=== Material shown ===
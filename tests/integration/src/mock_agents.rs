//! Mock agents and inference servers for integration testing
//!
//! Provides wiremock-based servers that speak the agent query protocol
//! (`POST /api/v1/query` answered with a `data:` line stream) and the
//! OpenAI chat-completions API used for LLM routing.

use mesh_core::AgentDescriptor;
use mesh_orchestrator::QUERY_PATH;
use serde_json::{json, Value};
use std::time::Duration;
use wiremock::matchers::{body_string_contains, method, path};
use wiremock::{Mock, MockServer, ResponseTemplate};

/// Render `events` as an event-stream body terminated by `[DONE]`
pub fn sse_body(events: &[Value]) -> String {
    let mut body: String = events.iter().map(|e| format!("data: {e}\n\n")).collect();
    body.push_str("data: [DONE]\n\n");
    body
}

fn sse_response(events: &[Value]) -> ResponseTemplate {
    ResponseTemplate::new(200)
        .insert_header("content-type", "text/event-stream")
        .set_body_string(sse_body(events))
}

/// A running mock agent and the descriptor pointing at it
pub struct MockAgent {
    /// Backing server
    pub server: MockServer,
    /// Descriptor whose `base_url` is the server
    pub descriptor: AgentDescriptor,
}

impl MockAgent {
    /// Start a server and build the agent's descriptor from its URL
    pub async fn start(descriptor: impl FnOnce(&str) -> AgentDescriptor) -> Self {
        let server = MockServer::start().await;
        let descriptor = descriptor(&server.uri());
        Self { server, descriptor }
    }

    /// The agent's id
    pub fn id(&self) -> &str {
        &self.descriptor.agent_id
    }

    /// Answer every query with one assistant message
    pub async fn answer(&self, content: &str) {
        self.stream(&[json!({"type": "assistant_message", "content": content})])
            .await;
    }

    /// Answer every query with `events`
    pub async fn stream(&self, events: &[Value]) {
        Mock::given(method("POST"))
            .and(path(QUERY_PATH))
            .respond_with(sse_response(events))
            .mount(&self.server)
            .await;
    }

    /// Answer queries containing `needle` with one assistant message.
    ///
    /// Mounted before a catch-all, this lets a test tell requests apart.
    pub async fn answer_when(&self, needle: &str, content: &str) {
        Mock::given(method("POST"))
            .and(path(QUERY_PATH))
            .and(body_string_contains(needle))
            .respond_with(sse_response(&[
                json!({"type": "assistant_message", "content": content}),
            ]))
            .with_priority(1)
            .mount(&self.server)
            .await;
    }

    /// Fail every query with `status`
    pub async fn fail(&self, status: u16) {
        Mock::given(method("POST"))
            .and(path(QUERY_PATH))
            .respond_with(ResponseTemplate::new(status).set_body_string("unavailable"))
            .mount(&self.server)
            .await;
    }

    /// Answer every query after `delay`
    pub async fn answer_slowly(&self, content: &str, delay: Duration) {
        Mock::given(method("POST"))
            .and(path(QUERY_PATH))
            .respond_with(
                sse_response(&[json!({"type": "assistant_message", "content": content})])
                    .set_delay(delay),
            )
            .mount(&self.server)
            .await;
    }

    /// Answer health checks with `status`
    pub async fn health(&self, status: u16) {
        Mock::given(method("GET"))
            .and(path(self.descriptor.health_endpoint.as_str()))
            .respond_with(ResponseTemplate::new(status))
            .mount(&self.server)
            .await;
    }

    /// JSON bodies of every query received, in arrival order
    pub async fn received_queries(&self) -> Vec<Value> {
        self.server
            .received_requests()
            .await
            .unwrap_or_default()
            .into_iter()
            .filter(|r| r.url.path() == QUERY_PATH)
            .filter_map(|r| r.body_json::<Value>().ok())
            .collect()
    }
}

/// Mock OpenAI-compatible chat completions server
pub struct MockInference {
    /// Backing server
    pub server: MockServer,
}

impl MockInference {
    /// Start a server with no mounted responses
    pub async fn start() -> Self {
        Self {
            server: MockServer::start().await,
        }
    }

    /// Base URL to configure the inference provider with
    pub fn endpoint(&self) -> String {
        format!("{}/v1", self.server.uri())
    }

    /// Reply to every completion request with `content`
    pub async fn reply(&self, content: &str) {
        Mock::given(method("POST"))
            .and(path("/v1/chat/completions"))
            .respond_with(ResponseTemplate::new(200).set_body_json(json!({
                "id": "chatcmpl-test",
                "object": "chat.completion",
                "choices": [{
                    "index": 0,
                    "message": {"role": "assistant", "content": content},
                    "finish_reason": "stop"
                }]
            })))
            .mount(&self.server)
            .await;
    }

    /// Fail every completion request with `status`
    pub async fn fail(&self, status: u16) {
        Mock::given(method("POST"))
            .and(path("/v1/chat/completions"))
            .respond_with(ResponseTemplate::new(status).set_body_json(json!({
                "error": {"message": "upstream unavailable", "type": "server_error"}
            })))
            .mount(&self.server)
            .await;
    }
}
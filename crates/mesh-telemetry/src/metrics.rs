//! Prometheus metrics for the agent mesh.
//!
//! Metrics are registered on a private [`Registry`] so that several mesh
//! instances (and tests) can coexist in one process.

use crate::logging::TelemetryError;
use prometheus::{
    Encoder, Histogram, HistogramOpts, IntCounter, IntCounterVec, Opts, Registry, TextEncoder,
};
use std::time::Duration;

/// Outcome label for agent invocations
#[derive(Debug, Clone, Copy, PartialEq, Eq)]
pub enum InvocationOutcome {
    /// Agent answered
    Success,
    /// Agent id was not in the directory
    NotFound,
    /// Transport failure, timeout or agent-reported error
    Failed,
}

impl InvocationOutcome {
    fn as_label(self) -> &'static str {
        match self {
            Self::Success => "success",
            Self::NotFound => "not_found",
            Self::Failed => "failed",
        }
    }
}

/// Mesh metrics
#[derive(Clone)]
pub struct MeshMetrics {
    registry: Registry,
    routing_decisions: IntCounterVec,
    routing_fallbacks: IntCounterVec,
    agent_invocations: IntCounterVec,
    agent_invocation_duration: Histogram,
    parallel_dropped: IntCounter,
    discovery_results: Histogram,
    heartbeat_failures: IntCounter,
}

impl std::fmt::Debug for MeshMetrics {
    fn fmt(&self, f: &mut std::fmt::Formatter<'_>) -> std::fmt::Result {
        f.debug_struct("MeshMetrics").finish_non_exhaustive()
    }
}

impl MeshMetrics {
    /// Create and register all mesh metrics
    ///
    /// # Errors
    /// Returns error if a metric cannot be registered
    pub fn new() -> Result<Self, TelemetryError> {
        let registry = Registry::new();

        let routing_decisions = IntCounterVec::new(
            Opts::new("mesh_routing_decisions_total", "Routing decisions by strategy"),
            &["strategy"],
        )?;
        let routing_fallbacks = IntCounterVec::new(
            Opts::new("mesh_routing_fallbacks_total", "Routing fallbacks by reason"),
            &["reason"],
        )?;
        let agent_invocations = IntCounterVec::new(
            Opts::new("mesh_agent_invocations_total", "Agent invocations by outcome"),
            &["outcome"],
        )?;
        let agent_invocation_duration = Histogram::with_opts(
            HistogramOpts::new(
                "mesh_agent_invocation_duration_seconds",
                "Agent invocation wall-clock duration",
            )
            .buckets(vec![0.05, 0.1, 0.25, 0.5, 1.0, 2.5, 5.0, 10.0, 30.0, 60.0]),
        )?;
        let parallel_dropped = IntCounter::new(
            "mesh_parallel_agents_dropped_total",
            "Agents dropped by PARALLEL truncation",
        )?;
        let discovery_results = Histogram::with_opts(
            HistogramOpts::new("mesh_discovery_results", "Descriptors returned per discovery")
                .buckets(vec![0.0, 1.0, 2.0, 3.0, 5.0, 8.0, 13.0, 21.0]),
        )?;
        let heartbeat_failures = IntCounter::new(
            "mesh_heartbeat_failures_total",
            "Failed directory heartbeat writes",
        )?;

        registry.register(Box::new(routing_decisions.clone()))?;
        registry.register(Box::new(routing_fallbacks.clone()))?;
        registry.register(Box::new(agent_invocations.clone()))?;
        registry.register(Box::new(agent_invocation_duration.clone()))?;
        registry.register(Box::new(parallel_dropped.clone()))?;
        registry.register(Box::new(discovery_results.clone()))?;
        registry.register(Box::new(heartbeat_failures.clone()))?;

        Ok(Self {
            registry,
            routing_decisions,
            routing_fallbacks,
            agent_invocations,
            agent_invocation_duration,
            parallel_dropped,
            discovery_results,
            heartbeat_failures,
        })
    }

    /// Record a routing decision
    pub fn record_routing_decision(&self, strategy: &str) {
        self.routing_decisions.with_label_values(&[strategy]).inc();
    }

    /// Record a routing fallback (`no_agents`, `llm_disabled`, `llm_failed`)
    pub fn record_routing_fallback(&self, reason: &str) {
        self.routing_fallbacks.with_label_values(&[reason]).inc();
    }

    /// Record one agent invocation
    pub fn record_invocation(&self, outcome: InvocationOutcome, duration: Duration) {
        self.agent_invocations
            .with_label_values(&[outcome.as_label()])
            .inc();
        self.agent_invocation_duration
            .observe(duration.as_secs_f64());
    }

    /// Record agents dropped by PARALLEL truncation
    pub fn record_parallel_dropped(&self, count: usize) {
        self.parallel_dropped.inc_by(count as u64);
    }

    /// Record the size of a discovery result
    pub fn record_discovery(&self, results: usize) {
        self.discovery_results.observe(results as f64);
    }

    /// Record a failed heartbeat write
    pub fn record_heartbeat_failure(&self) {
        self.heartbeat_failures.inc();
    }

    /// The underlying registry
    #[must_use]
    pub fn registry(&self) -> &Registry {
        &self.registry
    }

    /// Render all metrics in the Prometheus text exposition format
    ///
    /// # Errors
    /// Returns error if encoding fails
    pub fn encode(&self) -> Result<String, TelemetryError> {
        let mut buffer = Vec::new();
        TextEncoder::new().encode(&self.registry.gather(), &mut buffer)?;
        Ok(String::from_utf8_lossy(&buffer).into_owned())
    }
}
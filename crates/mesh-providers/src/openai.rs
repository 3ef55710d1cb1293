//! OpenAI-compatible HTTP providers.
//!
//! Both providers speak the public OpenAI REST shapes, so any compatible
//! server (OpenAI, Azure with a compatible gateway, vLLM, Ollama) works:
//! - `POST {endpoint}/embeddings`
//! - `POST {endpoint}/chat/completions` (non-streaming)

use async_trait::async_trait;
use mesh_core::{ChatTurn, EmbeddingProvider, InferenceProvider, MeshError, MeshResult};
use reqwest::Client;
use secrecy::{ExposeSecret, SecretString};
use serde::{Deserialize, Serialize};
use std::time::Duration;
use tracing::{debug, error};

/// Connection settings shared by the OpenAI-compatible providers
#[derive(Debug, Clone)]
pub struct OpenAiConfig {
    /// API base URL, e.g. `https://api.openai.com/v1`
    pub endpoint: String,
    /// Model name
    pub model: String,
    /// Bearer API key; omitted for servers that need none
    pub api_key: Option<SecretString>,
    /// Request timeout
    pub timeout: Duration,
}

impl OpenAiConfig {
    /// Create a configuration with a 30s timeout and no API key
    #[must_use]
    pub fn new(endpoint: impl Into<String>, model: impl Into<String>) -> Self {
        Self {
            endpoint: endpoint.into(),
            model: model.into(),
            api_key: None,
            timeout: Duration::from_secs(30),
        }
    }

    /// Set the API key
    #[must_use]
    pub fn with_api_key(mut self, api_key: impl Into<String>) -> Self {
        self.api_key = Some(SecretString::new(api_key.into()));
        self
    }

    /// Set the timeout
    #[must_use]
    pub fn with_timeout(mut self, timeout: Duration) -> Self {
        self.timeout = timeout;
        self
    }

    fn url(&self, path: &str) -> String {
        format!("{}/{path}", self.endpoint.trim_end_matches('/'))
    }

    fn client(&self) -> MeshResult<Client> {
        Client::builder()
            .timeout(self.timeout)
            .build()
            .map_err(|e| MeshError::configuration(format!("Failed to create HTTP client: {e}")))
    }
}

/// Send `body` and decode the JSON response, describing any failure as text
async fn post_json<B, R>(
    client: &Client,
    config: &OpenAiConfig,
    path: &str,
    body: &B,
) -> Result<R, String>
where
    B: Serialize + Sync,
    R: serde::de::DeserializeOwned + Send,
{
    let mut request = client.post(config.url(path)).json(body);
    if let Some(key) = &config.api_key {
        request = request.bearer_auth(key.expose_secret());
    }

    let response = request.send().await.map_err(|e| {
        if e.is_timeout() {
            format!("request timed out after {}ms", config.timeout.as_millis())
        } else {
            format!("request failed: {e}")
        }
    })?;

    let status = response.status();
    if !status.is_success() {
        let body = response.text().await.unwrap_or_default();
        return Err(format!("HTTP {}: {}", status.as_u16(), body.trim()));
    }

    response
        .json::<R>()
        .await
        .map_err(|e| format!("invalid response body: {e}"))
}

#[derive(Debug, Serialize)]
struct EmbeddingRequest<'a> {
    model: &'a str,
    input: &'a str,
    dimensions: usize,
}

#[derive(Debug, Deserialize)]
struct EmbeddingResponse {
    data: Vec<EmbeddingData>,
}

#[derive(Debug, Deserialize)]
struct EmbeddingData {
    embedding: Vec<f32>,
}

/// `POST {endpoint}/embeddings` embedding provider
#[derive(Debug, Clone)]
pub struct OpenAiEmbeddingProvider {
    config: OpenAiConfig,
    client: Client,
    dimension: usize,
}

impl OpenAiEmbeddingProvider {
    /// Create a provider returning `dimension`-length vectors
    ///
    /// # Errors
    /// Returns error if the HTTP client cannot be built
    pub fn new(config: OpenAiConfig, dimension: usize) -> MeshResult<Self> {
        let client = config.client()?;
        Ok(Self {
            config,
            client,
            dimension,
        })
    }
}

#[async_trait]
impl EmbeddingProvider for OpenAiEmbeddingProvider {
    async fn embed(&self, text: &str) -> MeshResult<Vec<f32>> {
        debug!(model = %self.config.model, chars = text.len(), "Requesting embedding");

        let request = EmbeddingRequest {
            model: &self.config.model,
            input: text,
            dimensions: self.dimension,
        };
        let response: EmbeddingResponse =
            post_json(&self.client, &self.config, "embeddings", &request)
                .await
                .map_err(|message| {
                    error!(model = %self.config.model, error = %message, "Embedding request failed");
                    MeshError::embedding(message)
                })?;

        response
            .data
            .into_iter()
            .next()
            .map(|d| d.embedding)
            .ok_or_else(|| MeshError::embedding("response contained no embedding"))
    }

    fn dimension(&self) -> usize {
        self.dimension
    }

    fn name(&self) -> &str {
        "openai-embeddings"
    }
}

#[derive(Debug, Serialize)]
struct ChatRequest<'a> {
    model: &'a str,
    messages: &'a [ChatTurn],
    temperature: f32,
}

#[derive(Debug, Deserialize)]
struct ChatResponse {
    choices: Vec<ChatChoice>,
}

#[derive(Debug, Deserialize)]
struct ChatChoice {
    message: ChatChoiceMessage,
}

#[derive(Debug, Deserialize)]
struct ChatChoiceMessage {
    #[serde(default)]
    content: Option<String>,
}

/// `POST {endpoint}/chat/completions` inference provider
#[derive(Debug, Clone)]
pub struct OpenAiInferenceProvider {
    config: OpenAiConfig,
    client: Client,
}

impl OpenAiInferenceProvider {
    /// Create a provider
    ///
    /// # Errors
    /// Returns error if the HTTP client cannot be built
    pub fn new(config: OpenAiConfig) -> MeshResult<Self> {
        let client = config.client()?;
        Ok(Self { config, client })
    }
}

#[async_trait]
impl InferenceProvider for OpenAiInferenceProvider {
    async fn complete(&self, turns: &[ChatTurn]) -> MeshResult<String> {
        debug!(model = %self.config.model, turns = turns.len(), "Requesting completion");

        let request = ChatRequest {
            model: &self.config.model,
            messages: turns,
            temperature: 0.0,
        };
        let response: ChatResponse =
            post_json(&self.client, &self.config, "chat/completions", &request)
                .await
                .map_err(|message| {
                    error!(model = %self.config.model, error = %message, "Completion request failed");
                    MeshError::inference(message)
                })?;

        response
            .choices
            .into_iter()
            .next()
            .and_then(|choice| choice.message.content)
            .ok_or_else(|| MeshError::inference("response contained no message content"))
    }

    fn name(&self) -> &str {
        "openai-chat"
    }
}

=== The problem ===
Of the entries above, transcribe exactly those lines that fall between the line containing "fn dimension(&self) ->" and the line containing "async fn complete(&self, turns: &[ChatTurn])", together with those two lines.

=== Expected answer ===
    fn dimension(&self) -> usize {
        self.dimension
    }

    fn name(&self) -> &str {
        "openai-embeddings"
    }
}

#[derive(Debug, Serialize)]
struct ChatRequest<'a> {
    model: &'a str,
    messages: &'a [ChatTurn],
    temperature: f32,
}

#[derive(Debug, Deserialize)]
struct ChatResponse {
    choices: Vec<ChatChoice>,
}

#[derive(Debug, Deserialize)]
struct ChatChoice {
    message: ChatChoiceMessage,
}

#[derive(Debug, Deserialize)]
struct ChatChoiceMessage {
    #[serde(default)]
    content: Option<String>,
}

/// `POST {endpoint}/chat/completions` inference provider
#[derive(Debug, Clone)]
pub struct OpenAiInferenceProvider {
    config: OpenAiConfig,
    client: Client,
}

impl OpenAiInferenceProvider {
    /// Create a provider
    ///
    /// # Errors
    /// Returns error if the HTTP client cannot be built
    pub fn new(config: OpenAiConfig) -> MeshResult<Self> {
        let client = config.client()?;
        Ok(Self { config, client })
    }
}

#[async_trait]
impl InferenceProvider for OpenAiInferenceProvider {
    async fn complete(&self, turns: &[ChatTurn]) -> MeshResult<String> {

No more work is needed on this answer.